19. His Kiss

305 40 3
                                    



Jey sudah gila, seorang Gianna-Han lah yang membuatnya gila. Sampai detik ini Gia benar-benar tidak bisa diprediksi kemana arah pemikiranya. Membaca gerak dan pikiranya pun percuma karena bahkan Rafael saja kesulitan dibuatnya. Sebenarnya Jey tidak benar-benar menghindari Gia, hanya saja pria ini mencoba menahan amarah didalam dirinya yang terkadang akan meluap tanpa terkendali. Dan jika hal tersebut terjadi maka tidak perduli siapa yang sedang ada dihadapanya, pria ini tidak akan segan-segan melenyapkan nyawanya.

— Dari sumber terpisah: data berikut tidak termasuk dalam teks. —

use models::{
    availability::{AvailabilityIndex, course_options},
    selector::{SelectorStep, SelectorWorkflow},
    subject::{SubjectCatalog, SubjectDetail, Teacher, parse_teacher_field},
    timetable::{FullTimetable, GridError, PeriodAssignment, TimetableStructure},
};

fn catalog() -> SubjectCatalog {
    let mut catalog = SubjectCatalog::new();
    catalog.insert(
        "CS101",
        SubjectDetail {
            display_name: "Programming".to_string(),
            teachers: parse_teacher_field("Alice+Bob"),
            candidate_rooms: vec!["Lab 1".to_string(), "Lab 2".to_string()],
            display_color: Some("#10b981".to_string()),
        },
    );
    catalog.insert(
        "MA101",
        SubjectDetail {
            display_name: "Calculus".to_string(),
            teachers: parse_teacher_field("Carol"),
            candidate_rooms: vec!["R101".to_string()],
            display_color: None,
        },
    );
    catalog
}

fn directory() -> Vec<Teacher> {
    ["Alice", "Bob", "Carol"]
        .iter()
        .enumerate()
        .map(|(idx, name)| Teacher {
            id: idx.to_string(),
            name: name.to_string(),
            department: Some("CSE".to_string()),
            email: None,
        })
        .collect()
}

#[test]
fn selector_submission_lands_in_grid() {
    let catalog = catalog();
    let index = AvailabilityIndex::build(&catalog);
    let structure = TimetableStructure::default();
    let full = FullTimetable::new();

    let options = course_options(&catalog);
    assert_eq!(options[0].code, "CS101");

    let mut workflow = SelectorWorkflow::new();
    workflow.select_course(&options[0].code).unwrap();
    workflow.advance().unwrap();

    let available = index.teachers_for("CS101", &directory());
    assert_eq!(available.len(), 2);
    for teacher in &available {
        workflow.toggle_teacher(&teacher.name).unwrap();
    }
    assert_eq!(workflow.advance(), Ok(SelectorStep::EnterRoom));
    assert!(workflow.suggest_room(&catalog));

    let selection = workflow.submit().unwrap();
    assert_eq!(selection.room, "Lab 1");
    assert_eq!(workflow.step(), SelectorStep::SelectCourse);

    let assignment = PeriodAssignment::new(&selection.teachers, &selection.course, &selection.room);
    let before = full.section_or_empty(0, 1).clone();
    let grid = structure
        .set_cell(0, &before, 2, 3, Some(assignment.clone()))
        .unwrap();
    let updated = full.with_section(0, 1, grid);

    assert!(full.is_empty());
    assert!(before.is_empty());
    assert_eq!(updated.section(0, 1).unwrap().cell(2, 3), Some(&assignment));
    assert_eq!(catalog.color_for(&assignment.subject_code), "#10b981");
}

#[test]
fn break_periods_are_never_written() {
    let structure = TimetableStructure::default();
    let full = FullTimetable::new();
    let assignment = PeriodAssignment::new(["Carol"], "MA101", "R101");

    for semester in 0..structure.semester_count() {
        let layout = structure.semester(semester).unwrap();
        for period in 0..layout.period_count {
            let result = structure.set_cell(
                semester,
                full.section_or_empty(semester, 0),
                0,
                period,
                Some(assignment.clone()),
            );

            if structure.is_break(semester, period) {
                assert_eq!(result, Err(GridError::BreakPeriod { semester, period }));
            } else {
                assert!(structure.violations(semester, &result.unwrap()).is_empty());
            }
        }
    }
}
pub mod config;
pub mod editor;
pub mod error;
pub mod http;
pub mod panel;
pub mod session;
pub mod source;
pub mod wire;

Kejadian tersebut pernah terjadi sebelumnya. Nasib baik masih berpihak pada orang-orang biasa disekitar Jey pada masa itu, karena Araqiel dan Rafael ada disana. Amarah Jey yang sedang memuncak membuatnya menyerang adiknya tersebut dan menimbulkan perkelahian hebat. Akibatnya, Rafael terpaksa harus mengamankan pekerja dan prajurit yang berada di kastil kedalam bangsal bawah tanah. Dengan bantuan sedikit anugerah surgawinya, Rafael berhasil membangun tameng tak kasat mata, menghalau setiap ledakan serta bara api biru mematikan dari hasil pertarungan sengit kedua saudaranya tersebut. Pada masa itu, sihir dan segala macam yang dianggap tabu pada jaman modern masih dianggap hal yang lumrah, sehingga orang-orang tersebut sudah terbiasa karenanya.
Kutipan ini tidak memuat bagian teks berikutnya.